Footnote 3: I purchased my Thorens from Stereophile's copyeditor, Richard Lehnert, at a time when he still resided in the semi-arid high-desert city of Santa Fe, New Mexico—where this TD 124 toiled, without additional oil, for some 30 years. You don't suppose . . . ?

Regadude's picture

Art. Restoring all this 19th century gear is pretty cool. But, why don't you use that Rega P9 you have in your closet to listen to vinyl?

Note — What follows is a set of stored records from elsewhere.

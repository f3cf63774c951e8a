use std::io::{Cursor, Read};

use serde::{Deserialize, Serialize};
use tiny_http::{Request, Response};
use tracing::debug;

use figure_nn::{Result, ShapeLabel, ShapeSample};

use crate::state::SharedState;

/// Largest request body accepted by `POST /`.
const MAX_BODY_BYTES: u64 = 64 * 1024;

/// Body of `POST /`. `figureType` is accepted for compatibility with
/// clients that send labeled samples; it does not affect the prediction.
#[derive(Debug, Deserialize)]
pub struct PredictRequest {
    pub image: Vec<Vec<bool>>,
    #[serde(rename = "figureType", default)]
    pub figure_type: Option<ShapeLabel>,
}

#[derive(Debug, Serialize, PartialEq)]
pub struct Score {
    pub label: ShapeLabel,
    pub score: f64,
}

#[derive(Debug, Serialize, PartialEq)]
pub struct PredictResponse {
    pub result: ShapeLabel,
    pub scores: Vec<Score>,
    #[serde(skip_serializing_if = "Option::is_none")]
    pub correct: Option<bool>,
}

// ---------------------------------------------------------------------------
// POST /
// ---------------------------------------------------------------------------

pub fn handle_post(request: &mut Request, state: &SharedState) -> Response<Cursor<Vec<u8>>> {
    let mut body = String::new();
    let read = request
        .as_reader()
        .take(MAX_BODY_BYTES + 1)
        .read_to_string(&mut body);
    if let Err(e) = read {
        return crate::routes::json_error(400, &format!("could not read body: {}", e));
    }
    if body.len() as u64 > MAX_BODY_BYTES {
        return crate::routes::json_error(413, "request body too large");
    }

    match predict(&body, state) {
        Ok(resp) => crate::routes::json_response(200, &resp),
        Err(e) => crate::routes::json_error(400, &e.to_string()),
    }
}

pub fn predict(body: &str, state: &SharedState) -> Result<PredictResponse> {
    let req: PredictRequest = serde_json::from_str(body)?;
    let side = state.image_side();

    // The label is only a placeholder for validation; prediction ignores it.
    let sample = ShapeSample::with_side(req.image, req.figure_type.unwrap_or(ShapeLabel::Circle), side)?;

    let (result, output) = state.network.predict_with_scores(&sample);
    let scores = ShapeLabel::ALL
        .iter()
        .map(|&label| Score { label, score: output[label.slot()] })
        .collect();

    debug!(%result, expected = ?req.figure_type, "prediction");

    Ok(PredictResponse {
        result,
        scores,
        correct: req.figure_type.map(|expected| expected == result),
    })
}
use std::io::Cursor;
use std::time::Instant;

use serde::Serialize;
use tiny_http::{Header, Method, Request, Response, StatusCode};
use tracing::info;

use crate::handlers;
use crate::state::SharedState;

// ---------------------------------------------------------------------------
// Response helpers
// ---------------------------------------------------------------------------

fn header(name: &str, value: &str) -> Header {
    Header::from_bytes(name.as_bytes(), value.as_bytes())
        .unwrap_or_else(|_| panic!("invalid header {}: {}", name, value))
}

pub fn html_response(body: String) -> Response<Cursor<Vec<u8>>> {
    let bytes = body.into_bytes();
    let len = bytes.len();
    Response::new(
        StatusCode(200),
        vec![header("Content-Type", "text/html; charset=utf-8")],
        Cursor::new(bytes),
        Some(len),
        None,
    )
}

pub fn json_response<T: Serialize>(status: u16, body: &T) -> Response<Cursor<Vec<u8>>> {
    let bytes = serde_json::to_vec(body)
        .unwrap_or_else(|e| format!("{{\"error\":\"{}\"}}", e).into_bytes());
    let len = bytes.len();
    Response::new(
        StatusCode(status),
        vec![header("Content-Type", "application/json")],
        Cursor::new(bytes),
        Some(len),
        None,
    )
}

#[derive(Serialize)]
struct ErrorBody<'a> {
    error: &'a str,
}

pub fn json_error(status: u16, message: &str) -> Response<Cursor<Vec<u8>>> {
    json_response(status, &ErrorBody { error: message })
}

pub fn not_found() -> Response<Cursor<Vec<u8>>> {
    let body = b"404 Not Found".to_vec();
    let len = body.len();
    Response::new(
        StatusCode(404),
        vec![header("Content-Type", "text/plain")],
        Cursor::new(body),
        Some(len),
        None,
    )
}

// ---------------------------------------------------------------------------
// Request dispatcher
// ---------------------------------------------------------------------------

/// Dispatches one request and logs method, path, status and latency.
pub fn dispatch(mut request: Request, state: SharedState) {
    let started = Instant::now();
    let method = request.method().clone();
    let url = request.url().to_owned();
    let path = url.split('?').next().unwrap_or("").to_owned();

    let response = match (&method, path.as_str()) {
        (Method::Get,  "/")       => handlers::figure::handle_get(&state),
        (Method::Post, "/")       => handlers::predict::handle_post(&mut request, &state),
        (Method::Get,  "/valid")  => handlers::report::handle_get(&state),
        (Method::Get,  "/health") => json_response(200, &serde_json::json!({ "status": "ok" })),
        _ => not_found(),
    };

    let status = response.status_code().0;
    if let Err(e) = request.respond(response) {
        tracing::warn!(%method, path = %path, error = %e, "failed to write response");
        return;
    }

    info!(
        %method,
        path = %path,
        status,
        elapsed_ms = started.elapsed().as_millis() as u64,
        "request handled"
    );
}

You know, that P9 someone gave you to review, and then forgot to ask it back (and you cannot find them)?

I'm pretty sure it will be somewhat better than that Flintsone era Thorens... I still give you a thumbs up for restoring it. 

Doctor Fine's picture

I believe Art wound up going with the short very stiff belt drive/idler pulley Thorens specifically to gain more TORQUE and less SLIP when using the heavy tracking but wonderful Denon DL-103. 

I recall Art TRIED several famous belt drive tables before giving up and looking around for more "oomph."  The Thorens motor bites its platter with the grip of a pit bull.  Very good indeed for the low compliance heavy set bunch.

I myself would have suggested to Artie he simply use a well kitted brand new Technic SL-1210M5G but he prefers attempting things of a masochistic bent. 

The Technics was initially designed to be the ultimate audiophile turntable with prodigious amounts of torque.  It has been discontinued for lack of interest by the new generation of "experts" who ignored its charms entirely.  Those that do not know its origins missed a great one, too bad.

Completely overhauling an antique Thorens which uses a rubber wheel drive just seemed the cat's meaow to our boy.  There never was a more rugged handsome masculine piece of gear than the Thorens 124 so I DO understand the appeal and cheered for Artie when he made his into a masterpiece with many upgrades......

It is apparently Art's diabolic plan to ferret away every last piece of HiFi porn worth lusting over and then not SHARE his pile with the rest of us.

This is patently unfair Mr. Dudley so cut it out right NOW!

popluhv's picture

Is the guage at the bottom of the photo for anti-skate or VTA? Does it have adjustable VTA?